I always protect my phones, tablets, and computers with a password, so I was not worried about the thieves cracking into my handset and rooting through my personal information. Similarly, I backed the device up regularly, so there was nothing vital on the phone that I didn't have stored elsewhere.
Last, I took advantage of the remote erase and lock functions so when the thieves turned the phone back on the first thing it would do was delete all my data and then turn into a useless brick.
Bricked phones can't be re-used. So my stolen iPhone 6 Plus was effectively a paperweight to the person who took it. Not many people care to pay cash for a paperweight. The idea behind the activation lock is to make iPhones inoperable so thieves can't profit from selling them. If they can't sell a bricked phone, there's no reason to steal it in the first place.
Bricked phones are supposed to deter to thieves, but thieves aren't afraid of bricked phones, at least not according to data collected by The Wall Street Journal.
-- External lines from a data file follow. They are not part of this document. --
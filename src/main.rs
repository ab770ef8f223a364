use anyhow::{Context, Result};
use clap::Parser;
use issuedeck::api::{ApiClient, IssueApi};
use issuedeck::{cli, config, tui};
use std::sync::Arc;

#[derive(Parser, Debug)]
#[command(name = "issuedeck")]
#[command(about = "Terminal client for an issue tracker")]
#[command(version)]
struct Args {
    /// Initialize configuration
    #[arg(long)]
    init: bool,

    /// Path to config file
    #[arg(long, short)]
    config: Option<std::path::PathBuf>,

    #[command(subcommand)]
    command: Option<cli::Command>,
}

fn env_filter() -> Result<tracing_subscriber::EnvFilter> {
    Ok(tracing_subscriber::EnvFilter::from_default_env().add_directive("issuedeck=info".parse()?))
}

/// The TUI owns the terminal, so its logs go to a file instead.
fn init_file_logging() -> Result<()> {
    let dir = config::data_dir()?;
    std::fs::create_dir_all(&dir)
        .with_context(|| format!("Failed to create {}", dir.display()))?;
    let path = dir.join("issuedeck.log");
    let file = std::fs::OpenOptions::new()
        .create(true)
        .append(true)
        .open(&path)
        .with_context(|| format!("Failed to open log file {}", path.display()))?;

    tracing_subscriber::fmt()
        .with_env_filter(env_filter()?)
        .with_writer(std::sync::Mutex::new(file))
        .with_ansi(false)
        .init();
    Ok(())
}

#[tokio::main]
async fn main() -> Result<()> {
    let args = Args::parse();

    if args.command.is_some() || args.init {
        tracing_subscriber::fmt()
            .with_env_filter(env_filter()?)
            .with_writer(std::io::stderr)
            .init();
    } else {
        init_file_logging()?;
    }

    if args.init {
        config::init_wizard().await?;
        return Ok(());
    }

    let config = config::load(args.config.as_deref())?;
    let api: Arc<dyn IssueApi> = Arc::new(ApiClient::from_config(&config));

    match args.command {
        Some(command) => {
            let mut stdout = std::io::stdout().lock();
            cli::run(command, api, config.user.id, &mut stdout).await
        }
        None => tui::run(config, api).await,
    }
}
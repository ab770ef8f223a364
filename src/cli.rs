//! Non-interactive subcommands.
//!
//! Each command talks to the server through [`IssueApi`] and writes plain
//! text to the given writer, so the same filtering the TUI does is available
//! to scripts.

use crate::api::{self, IssueApi};
use crate::data::color::{is_valid_color, random_color};
use crate::data::{
    Issue, IssueStatus, Label, LabelForm, LabelId, LabelStore, Milestone, MilestoneForm,
    MilestoneId, NewIssue, UserId,
};
use crate::filter::{self, Category, CommentIndex, FilterState, Scope, EMPTY_STATE_TEXT};
use anyhow::{Context, Result};
use chrono::NaiveDate;
use clap::{Args, Subcommand};
use std::io::Write;
use std::sync::Arc;

#[derive(Subcommand, Debug)]
pub enum Command {
    /// List issues through the same filters as the TUI
    Issues(IssuesArgs),
    /// Create an issue
    New(NewIssueArgs),
    /// Manage labels
    Labels {
        #[command(subcommand)]
        action: LabelCommand,
    },
    /// Manage milestones
    Milestones {
        #[command(subcommand)]
        action: MilestoneCommand,
    },
    /// Check whether the server accepts the configured credentials
    Auth,
}

#[derive(Args, Debug, Default)]
pub struct IssuesArgs {
    /// List closed issues instead of open ones
    #[arg(long)]
    pub closed: bool,

    /// all, created, assigned or commented
    #[arg(long, default_value = "all")]
    pub scope: Scope,

    /// Case-insensitive title search
    #[arg(long, short)]
    pub search: Option<String>,

    #[arg(long)]
    pub author: Option<UserId>,

    #[arg(long)]
    pub label: Option<LabelId>,

    #[arg(long)]
    pub milestone: Option<MilestoneId>,

    #[arg(long)]
    pub assignee: Option<UserId>,
}

impl IssuesArgs {
    pub fn status(&self) -> IssueStatus {
        if self.closed {
            IssueStatus::Closed
        } else {
            IssueStatus::Open
        }
    }

    pub fn filter_state(&self) -> FilterState {
        let mut state = FilterState {
            scope: Some(self.scope),
            search_text: self.search.clone().unwrap_or_default(),
            ..FilterState::default()
        };
        state.selection.set(Category::Author, self.author);
        state.selection.set(Category::Label, self.label);
        state.selection.set(Category::Milestone, self.milestone);
        state.selection.set(Category::Assignee, self.assignee);
        state
    }
}

#[derive(Args, Debug)]
pub struct NewIssueArgs {
    pub title: String,

    #[arg(long, short, default_value = "")]
    pub content: String,

    /// User id to assign; repeat for several
    #[arg(long = "assignee")]
    pub assignees: Vec<UserId>,

    /// Label id; repeat for several
    #[arg(long = "label")]
    pub labels: Vec<LabelId>,

    #[arg(long)]
    pub milestone: Option<MilestoneId>,
}

#[derive(Subcommand, Debug)]
pub enum LabelCommand {
    List,
    Create {
        name: String,
        #[arg(long, short)]
        description: Option<String>,
        /// #RRGGBB; a random color when omitted
        #[arg(long)]
        color: Option<String>,
    },
    Update {
        id: LabelId,
        name: String,
        #[arg(long, short)]
        description: Option<String>,
        #[arg(long)]
        color: Option<String>,
    },
    Delete {
        id: LabelId,
    },
}

#[derive(Subcommand, Debug)]
pub enum MilestoneCommand {
    List,
    Create {
        title: String,
        /// YYYY-MM-DD
        #[arg(long)]
        due: Option<NaiveDate>,
        #[arg(long, short)]
        content: Option<String>,
    },
    Update {
        id: MilestoneId,
        title: String,
        #[arg(long)]
        due: Option<NaiveDate>,
        #[arg(long, short)]
        content: Option<String>,
    },
    Delete {
        id: MilestoneId,
    },
}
Apple introduced the activation lock with iOS in 2013.
When put in place, an iPhone or iPad cannot be reactivated on a different account without the original owner's Apple ID and password. Initial results hailed the activation lock as a massive deterrent to thieves. The impact was a near-immediate drop in iPhone thefts in large cities, such as New York and San Francisco.
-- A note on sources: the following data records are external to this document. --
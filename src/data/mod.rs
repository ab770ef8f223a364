pub mod color;

use chrono::{DateTime, NaiveDate, Utc};
use serde::{Deserialize, Serialize};
use std::fmt;
use std::str::FromStr;

pub type IssueId = u64;
pub type UserId = u64;
pub type LabelId = u64;
pub type MilestoneId = u64;

/// An issue as shown in the issue list.
///
/// Replaced wholesale on every fetch; status changes go through the API
/// and come back with the next refetch.
#[derive(Debug, Clone, PartialEq, Serialize, Deserialize)]
pub struct Issue {
    pub id: IssueId,
    pub title: String,
    pub content: String,
    pub author_id: UserId,
    pub assignees: Vec<UserRef>,
    pub labels: Vec<LabelRef>,
    pub milestone: Option<MilestoneRef>,
    pub is_open: bool,
}

impl Issue {
    pub fn is_assigned_to(&self, user: UserId) -> bool {
        self.assignees.iter().any(|a| a.id == user)
    }

    pub fn has_label(&self, label: LabelId) -> bool {
        self.labels.iter().any(|l| l.id == label)
    }

    pub fn milestone_id(&self) -> Option<MilestoneId> {
        self.milestone.as_ref().map(|m| m.id)
    }

    pub fn status(&self) -> IssueStatus {
        if self.is_open {
            IssueStatus::Open
        } else {
            IssueStatus::Closed
        }
    }
}

/// Read-only projection of a server user
#[derive(Debug, Clone, PartialEq, Eq, Hash, Serialize, Deserialize)]
pub struct UserRef {
    pub id: UserId,
    pub name: String,
}

/// Label as attached to an issue
#[derive(Debug, Clone, PartialEq, Eq, Serialize, Deserialize)]
pub struct LabelRef {
    pub id: LabelId,
    pub name: String,
    pub color: String,
}

#[derive(Debug, Clone, PartialEq, Eq, Serialize, Deserialize)]
pub struct MilestoneRef {
    pub id: MilestoneId,
    pub title: String,
}

/// Full label entity from the label list endpoint
#[derive(Debug, Clone, PartialEq, Eq, Serialize, Deserialize)]
pub struct Label {
    pub id: LabelId,
    pub name: String,
    pub description: Option<String>,
    pub color: String,
}

/// Full milestone entity from the milestone list endpoint
#[derive(Debug, Clone, PartialEq, Serialize, Deserialize)]
pub struct Milestone {
    pub id: MilestoneId,
    pub title: String,
    pub due_date: Option<NaiveDate>,
    pub content: Option<String>,
    pub is_open: bool,
    pub open_issues: u32,
    pub closed_issues: u32,
}

impl Milestone {
    /// Share of closed issues, 0.0 when the milestone has no issues.
    pub fn progress(&self) -> f64 {
        let total = self.open_issues + self.closed_issues;
        if total == 0 {
            0.0
        } else {
            self.closed_issues as f64 / total as f64
        }
    }
}

#[derive(Debug, Clone, PartialEq, Serialize, Deserialize)]
pub struct Comment {
    pub id: u64,
    pub author_id: UserId,
    pub content: String,
    pub created_at: Option<DateTime<Utc>>,
}

/// Which side of the open/closed tab an issue list belongs to.
#[derive(Debug, Clone, Copy, PartialEq, Eq, Hash, Serialize, Deserialize, Default)]
#[serde(rename_all = "lowercase")]
pub enum IssueStatus {
    #[default]
    Open,
    Closed,
}

impl IssueStatus {
    /// Value used in the `status` query parameter
    pub fn as_query(&self) -> &'static str {
        match self {
            Self::Open => "open",
            Self::Closed => "closed",
        }
    }

    pub fn label(&self) -> &'static str {
        match self {
            Self::Open => "Open",
            Self::Closed => "Closed",
        }
    }

    pub fn toggled(&self) -> Self {
        match self {
            Self::Open => Self::Closed,
            Self::Closed => Self::Open,
        }
    }
}

impl fmt::Display for IssueStatus {
    fn fmt(&self, f: &mut fmt::Formatter<'_>) -> fmt::Result {
        f.write_str(self.label())
    }
}

impl FromStr for IssueStatus {
    type Err = String;

    fn from_str(s: &str) -> Result<Self, Self::Err> {
        match s.trim().to_ascii_lowercase().as_str() {
            "open" => Ok(Self::Open),
            "closed" => Ok(Self::Closed),
            other => Err(format!("unknown issue status '{}'", other)),
        }
    }
}

/// Request body for creating an issue
#[derive(Debug, Clone, Default, PartialEq, Serialize)]
#[serde(rename_all = "camelCase")]
pub struct NewIssue {
    pub title: String,
    pub content: String,
    pub assignees: Vec<UserId>,
    pub labels: Vec<LabelId>,
    pub milestone_id: Option<MilestoneId>,
}

/// Request body for creating or editing a label
#[derive(Debug, Clone, PartialEq, Serialize)]
pub struct LabelForm {
    pub name: String,
    pub description: Option<String>,
    pub color: String,
}

/// Request body for creating or editing a milestone
#[derive(Debug, Clone, PartialEq, Serialize)]
#[serde(rename_all = "camelCase")]
pub struct MilestoneForm {
    pub title: String,
    pub due_date: Option<NaiveDate>,
    pub content: Option<String>,
}

/// Label list held by the label screen.
///
/// Seeded with the fetched list and narrowed locally after a delete
/// succeeds, so the screen does not need a refetch.
#[derive(Debug, Clone, Default)]
pub struct LabelStore {
    labels: Vec<Label>,
}

impl LabelStore {
    pub fn set_initial(&mut self, labels: Vec<Label>) {
        self.labels = labels;
    }

    pub fn remove(&mut self, id: LabelId) -> Option<Label> {
        let pos = self.labels.iter().position(|l| l.id == id)?;
        Some(self.labels.remove(pos))
    }

    pub fn labels(&self) -> &[Label] {
        &self.labels
    }

    pub fn len(&self) -> usize {
        self.labels.len()
    }

    pub fn is_empty(&self) -> bool {
        self.labels.is_empty()
    }
}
Months later, the results showed some promise. In San Francisco, for example, iPhone robberies were down 38%. But they were down only 17% in Austin (includes lost phones, too), and down 11% in Oakland. In Seattle, however, iPhone thefts actually increased 32% in the six months after the kill switch was put in place.
Consumer Reports suggests there has been improvement. In 2013, for example, there were 3.1 million reported smartphone thefts. In 2014, that number dropped by one-third to 2.1 million. That's certainly progress.
Why isn't the kill switch having a bigger impact? To start, the kill switch is not on by default, especially on older devices. Owners have to take the time to set it up. Thieves know this, and have decided it's worth the risk to see if the kill switch is indeed present.
"Will [smartphone theft] go away 100%? Probably not," George Gascónn, San Francisco District Attorney, told the Journal. "What it is doing is reducing it so substantially that it's not the epidemic that we saw."
Beginning this month, the vast majority of handsets sold in the US will include a kill switch, including those smartphones running Google's Android operating system. Moreover, the FCC wants carriers to turn on Activation Lock features on all phones by default.
"If implemented, these features will result in more consumers using these powerful features, which, in turn, will mark a key milestone in combating smartphone theft," said FCC Chairman Tom Wheeler.
The smartphone kill switch is having at least some impact. Even so, businesses should mandate all employee devices be protected by passcodes and, moreover, make sure the kill switch features are properly set up.